WHAT THE EXERCISE ASKS: Reproduce the records below exactly, but only between the lines holding "for this rank." and "let my_port = self.member_port(rank)?;", inclusive.

DATA EXCERPTS:
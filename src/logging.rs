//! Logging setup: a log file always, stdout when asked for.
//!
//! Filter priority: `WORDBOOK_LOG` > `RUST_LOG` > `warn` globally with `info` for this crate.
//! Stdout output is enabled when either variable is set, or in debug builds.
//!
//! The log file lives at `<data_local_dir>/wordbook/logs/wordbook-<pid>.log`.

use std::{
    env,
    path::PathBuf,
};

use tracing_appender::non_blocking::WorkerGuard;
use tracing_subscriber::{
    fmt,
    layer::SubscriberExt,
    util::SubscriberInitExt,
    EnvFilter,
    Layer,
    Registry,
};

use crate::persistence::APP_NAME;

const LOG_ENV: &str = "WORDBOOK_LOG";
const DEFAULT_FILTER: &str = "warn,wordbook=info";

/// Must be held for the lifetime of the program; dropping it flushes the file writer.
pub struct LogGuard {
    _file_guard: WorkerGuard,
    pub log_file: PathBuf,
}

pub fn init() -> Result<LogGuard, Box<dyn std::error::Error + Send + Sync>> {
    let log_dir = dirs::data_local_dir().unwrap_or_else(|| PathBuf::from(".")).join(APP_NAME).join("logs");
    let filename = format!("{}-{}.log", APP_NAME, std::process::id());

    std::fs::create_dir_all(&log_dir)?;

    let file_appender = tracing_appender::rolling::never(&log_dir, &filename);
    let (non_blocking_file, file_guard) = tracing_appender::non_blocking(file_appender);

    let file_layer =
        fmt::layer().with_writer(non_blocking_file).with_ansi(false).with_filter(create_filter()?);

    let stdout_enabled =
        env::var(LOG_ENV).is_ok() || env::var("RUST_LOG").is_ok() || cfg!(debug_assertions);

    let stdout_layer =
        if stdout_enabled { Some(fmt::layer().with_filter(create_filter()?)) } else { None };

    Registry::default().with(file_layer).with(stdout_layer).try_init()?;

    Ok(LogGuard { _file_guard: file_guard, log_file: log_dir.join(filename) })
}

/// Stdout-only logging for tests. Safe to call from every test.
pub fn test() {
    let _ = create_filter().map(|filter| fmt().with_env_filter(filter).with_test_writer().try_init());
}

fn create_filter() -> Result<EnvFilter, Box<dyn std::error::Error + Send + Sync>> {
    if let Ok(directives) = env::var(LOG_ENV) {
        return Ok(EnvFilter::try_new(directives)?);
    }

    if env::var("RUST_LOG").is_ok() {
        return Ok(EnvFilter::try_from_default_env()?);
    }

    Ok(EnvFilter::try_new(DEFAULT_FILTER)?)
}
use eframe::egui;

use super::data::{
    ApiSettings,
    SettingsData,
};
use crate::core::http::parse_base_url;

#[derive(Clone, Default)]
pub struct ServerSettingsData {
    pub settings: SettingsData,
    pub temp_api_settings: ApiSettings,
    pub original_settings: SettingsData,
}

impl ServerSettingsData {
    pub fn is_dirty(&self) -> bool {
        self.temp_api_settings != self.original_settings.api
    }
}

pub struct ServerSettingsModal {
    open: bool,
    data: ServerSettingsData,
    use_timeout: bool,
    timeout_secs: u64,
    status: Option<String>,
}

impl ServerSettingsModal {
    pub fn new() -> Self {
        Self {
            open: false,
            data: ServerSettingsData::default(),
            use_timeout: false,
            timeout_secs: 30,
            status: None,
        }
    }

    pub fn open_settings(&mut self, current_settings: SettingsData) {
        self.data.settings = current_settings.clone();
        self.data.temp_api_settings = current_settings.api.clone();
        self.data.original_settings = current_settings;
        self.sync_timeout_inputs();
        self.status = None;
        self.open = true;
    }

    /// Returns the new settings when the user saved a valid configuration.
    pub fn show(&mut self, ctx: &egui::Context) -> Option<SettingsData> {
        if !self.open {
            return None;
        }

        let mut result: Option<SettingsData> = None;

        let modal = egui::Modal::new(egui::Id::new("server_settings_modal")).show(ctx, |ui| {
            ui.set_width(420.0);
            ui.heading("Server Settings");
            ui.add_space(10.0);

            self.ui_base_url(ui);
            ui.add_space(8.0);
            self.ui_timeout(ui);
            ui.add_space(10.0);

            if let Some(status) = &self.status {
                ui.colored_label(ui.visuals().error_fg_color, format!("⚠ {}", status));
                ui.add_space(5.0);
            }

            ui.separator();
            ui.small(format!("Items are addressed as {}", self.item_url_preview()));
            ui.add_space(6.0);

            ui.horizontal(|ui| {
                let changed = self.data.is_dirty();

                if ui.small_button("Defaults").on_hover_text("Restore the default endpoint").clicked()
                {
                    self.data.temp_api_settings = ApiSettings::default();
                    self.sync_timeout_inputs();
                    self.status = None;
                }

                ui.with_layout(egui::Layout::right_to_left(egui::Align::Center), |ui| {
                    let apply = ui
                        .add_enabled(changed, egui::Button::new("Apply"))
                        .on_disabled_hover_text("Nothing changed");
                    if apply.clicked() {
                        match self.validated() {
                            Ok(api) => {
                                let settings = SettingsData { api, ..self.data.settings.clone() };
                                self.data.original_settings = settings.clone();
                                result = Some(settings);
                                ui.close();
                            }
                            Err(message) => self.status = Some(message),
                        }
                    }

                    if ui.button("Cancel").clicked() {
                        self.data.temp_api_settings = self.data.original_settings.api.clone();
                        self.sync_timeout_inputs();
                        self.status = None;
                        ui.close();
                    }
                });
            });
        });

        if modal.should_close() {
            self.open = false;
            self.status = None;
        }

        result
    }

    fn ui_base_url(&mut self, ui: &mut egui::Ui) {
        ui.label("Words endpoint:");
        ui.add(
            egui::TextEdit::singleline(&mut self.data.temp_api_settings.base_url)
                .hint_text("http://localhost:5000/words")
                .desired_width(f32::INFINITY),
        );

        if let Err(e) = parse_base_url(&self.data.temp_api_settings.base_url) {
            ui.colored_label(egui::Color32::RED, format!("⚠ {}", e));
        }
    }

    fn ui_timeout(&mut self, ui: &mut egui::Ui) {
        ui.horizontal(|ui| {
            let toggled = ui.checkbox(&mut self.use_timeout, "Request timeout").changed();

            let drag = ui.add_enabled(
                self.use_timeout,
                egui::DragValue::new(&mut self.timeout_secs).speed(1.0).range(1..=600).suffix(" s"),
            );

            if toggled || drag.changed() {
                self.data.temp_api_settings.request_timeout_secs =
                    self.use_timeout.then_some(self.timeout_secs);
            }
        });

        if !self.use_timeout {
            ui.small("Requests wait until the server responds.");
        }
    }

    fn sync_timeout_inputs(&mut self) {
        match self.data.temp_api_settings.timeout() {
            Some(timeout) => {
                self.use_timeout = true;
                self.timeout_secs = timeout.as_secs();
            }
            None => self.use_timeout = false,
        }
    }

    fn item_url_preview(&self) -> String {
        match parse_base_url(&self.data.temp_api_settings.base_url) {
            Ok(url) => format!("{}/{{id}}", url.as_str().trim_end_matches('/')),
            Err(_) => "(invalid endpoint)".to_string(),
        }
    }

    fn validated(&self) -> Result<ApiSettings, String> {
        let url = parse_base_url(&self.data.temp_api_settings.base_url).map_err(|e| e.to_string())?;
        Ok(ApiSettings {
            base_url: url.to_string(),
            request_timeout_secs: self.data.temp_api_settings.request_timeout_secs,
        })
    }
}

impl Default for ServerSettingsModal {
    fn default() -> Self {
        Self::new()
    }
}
--
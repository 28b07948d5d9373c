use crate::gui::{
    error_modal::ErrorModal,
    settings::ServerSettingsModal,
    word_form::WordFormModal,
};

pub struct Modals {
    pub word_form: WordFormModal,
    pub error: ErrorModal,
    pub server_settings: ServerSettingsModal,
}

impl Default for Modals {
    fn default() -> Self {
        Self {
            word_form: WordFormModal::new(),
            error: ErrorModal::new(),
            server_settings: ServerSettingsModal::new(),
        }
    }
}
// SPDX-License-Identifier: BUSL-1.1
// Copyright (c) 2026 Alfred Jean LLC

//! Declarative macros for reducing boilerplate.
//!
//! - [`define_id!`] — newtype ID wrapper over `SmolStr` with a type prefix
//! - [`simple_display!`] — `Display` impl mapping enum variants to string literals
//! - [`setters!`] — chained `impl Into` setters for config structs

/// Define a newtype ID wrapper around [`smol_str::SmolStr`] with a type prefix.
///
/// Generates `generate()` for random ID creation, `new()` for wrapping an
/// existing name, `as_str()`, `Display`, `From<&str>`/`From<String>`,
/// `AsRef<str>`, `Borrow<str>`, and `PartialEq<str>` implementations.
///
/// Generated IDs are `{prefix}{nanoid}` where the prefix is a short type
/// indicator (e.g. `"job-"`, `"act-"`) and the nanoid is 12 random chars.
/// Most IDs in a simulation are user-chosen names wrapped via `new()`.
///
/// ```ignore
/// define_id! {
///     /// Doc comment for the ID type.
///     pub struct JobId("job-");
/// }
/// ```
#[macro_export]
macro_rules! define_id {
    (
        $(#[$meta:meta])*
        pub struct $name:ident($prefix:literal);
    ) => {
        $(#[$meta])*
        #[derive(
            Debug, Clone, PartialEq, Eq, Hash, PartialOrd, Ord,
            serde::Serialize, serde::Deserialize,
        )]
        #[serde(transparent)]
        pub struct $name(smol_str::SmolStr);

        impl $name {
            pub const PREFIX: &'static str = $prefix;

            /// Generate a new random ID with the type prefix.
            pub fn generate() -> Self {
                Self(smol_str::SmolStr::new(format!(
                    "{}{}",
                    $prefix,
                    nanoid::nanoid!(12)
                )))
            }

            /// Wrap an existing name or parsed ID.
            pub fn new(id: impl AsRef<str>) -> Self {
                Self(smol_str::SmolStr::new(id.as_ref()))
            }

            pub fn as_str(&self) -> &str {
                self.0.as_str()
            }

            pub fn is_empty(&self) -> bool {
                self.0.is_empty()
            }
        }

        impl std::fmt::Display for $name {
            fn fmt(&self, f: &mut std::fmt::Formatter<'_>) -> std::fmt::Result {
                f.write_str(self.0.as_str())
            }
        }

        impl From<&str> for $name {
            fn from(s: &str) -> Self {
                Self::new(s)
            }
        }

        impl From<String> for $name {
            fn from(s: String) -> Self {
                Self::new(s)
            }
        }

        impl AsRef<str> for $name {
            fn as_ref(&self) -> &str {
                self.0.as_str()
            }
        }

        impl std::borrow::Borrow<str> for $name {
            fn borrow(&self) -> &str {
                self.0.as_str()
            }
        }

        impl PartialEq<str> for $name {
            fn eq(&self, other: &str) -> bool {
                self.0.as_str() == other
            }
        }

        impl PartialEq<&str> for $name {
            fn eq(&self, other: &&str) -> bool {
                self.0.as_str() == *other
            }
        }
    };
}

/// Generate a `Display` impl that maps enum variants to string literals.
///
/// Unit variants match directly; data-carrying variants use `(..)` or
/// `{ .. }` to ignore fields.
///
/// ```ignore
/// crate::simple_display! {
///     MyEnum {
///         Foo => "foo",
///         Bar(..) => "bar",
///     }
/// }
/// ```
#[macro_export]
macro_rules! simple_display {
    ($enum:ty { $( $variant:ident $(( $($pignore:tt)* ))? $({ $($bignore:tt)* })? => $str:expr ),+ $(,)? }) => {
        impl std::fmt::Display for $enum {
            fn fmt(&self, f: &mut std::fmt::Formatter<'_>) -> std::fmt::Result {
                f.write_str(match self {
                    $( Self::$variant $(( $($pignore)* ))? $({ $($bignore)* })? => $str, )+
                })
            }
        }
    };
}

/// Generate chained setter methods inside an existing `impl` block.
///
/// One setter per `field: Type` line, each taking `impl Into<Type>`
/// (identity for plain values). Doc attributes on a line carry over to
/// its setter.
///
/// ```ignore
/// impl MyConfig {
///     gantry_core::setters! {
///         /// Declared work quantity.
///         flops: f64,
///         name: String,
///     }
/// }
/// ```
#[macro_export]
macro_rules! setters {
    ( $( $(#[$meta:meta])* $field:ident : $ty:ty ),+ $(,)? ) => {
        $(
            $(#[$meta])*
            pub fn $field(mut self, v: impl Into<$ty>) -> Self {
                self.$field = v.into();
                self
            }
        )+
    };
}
---
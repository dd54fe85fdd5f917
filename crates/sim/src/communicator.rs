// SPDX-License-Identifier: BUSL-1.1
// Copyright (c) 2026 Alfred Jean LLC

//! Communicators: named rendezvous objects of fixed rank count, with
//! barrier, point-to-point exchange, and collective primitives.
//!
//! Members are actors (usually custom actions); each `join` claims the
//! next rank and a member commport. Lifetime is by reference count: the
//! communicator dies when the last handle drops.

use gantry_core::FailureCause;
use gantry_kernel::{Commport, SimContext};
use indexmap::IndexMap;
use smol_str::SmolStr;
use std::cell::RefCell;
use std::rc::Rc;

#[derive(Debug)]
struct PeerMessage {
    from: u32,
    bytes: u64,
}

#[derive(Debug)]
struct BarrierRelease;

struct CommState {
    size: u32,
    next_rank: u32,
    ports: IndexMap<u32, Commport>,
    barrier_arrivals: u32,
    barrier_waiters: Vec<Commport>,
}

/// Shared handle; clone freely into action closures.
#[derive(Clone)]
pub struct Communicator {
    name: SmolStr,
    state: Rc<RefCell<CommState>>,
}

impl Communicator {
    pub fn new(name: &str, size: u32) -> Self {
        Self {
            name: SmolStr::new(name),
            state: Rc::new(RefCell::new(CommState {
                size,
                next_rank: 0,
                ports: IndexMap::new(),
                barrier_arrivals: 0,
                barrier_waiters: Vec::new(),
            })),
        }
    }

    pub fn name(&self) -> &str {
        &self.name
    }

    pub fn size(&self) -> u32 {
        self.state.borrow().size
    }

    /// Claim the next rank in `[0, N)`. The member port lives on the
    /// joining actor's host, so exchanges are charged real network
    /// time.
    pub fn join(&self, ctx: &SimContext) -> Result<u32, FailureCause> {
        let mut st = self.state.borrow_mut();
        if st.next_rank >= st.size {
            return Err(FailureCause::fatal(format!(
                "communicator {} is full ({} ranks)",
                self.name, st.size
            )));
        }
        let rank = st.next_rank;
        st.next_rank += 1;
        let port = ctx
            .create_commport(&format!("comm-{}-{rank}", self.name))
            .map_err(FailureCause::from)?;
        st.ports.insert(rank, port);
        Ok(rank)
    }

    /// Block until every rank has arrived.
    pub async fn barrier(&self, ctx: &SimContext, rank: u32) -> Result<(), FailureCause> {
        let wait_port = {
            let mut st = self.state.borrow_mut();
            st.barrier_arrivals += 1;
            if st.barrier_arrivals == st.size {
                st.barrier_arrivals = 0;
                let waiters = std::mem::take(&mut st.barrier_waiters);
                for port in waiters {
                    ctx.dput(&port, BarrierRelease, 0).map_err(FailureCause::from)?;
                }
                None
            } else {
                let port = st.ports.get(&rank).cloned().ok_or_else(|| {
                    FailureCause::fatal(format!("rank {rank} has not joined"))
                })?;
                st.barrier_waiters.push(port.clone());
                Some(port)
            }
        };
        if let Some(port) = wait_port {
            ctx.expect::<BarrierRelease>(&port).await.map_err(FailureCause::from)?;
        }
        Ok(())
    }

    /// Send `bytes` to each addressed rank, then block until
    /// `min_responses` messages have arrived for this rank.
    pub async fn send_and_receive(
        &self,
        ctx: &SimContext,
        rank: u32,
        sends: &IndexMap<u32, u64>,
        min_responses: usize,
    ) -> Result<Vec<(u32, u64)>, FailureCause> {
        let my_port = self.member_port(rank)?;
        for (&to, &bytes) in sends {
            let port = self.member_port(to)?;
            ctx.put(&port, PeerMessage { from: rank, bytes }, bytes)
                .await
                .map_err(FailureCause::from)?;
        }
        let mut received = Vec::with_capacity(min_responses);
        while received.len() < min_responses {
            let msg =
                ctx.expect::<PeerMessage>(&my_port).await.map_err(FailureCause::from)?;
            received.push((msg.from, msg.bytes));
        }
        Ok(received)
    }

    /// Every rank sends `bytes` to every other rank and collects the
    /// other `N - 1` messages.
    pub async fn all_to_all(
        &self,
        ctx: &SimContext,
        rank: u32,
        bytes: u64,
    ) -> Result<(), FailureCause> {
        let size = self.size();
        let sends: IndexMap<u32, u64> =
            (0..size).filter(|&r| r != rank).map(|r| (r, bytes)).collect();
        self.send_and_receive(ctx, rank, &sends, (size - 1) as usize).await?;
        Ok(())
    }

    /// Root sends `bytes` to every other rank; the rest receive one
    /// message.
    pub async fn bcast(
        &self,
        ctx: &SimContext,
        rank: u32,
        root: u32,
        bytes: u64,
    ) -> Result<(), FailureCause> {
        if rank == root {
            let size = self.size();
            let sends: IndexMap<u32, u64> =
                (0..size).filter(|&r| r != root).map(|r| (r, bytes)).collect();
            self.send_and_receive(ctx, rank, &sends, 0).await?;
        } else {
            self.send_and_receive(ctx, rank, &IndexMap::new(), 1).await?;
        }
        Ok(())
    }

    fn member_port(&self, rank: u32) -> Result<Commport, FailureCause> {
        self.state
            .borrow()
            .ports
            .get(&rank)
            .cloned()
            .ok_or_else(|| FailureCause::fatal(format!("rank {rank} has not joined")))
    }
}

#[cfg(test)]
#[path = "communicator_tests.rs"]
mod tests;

RESPONSE AREA:
    /// `min_responses` messages have arrived for this rank.
    pub async fn send_and_receive(
        &self,
        ctx: &SimContext,
        rank: u32,
        sends: &IndexMap<u32, u64>,
        min_responses: usize,
    ) -> Result<Vec<(u32, u64)>, FailureCause> {
        let my_port = self.member_port(rank)?;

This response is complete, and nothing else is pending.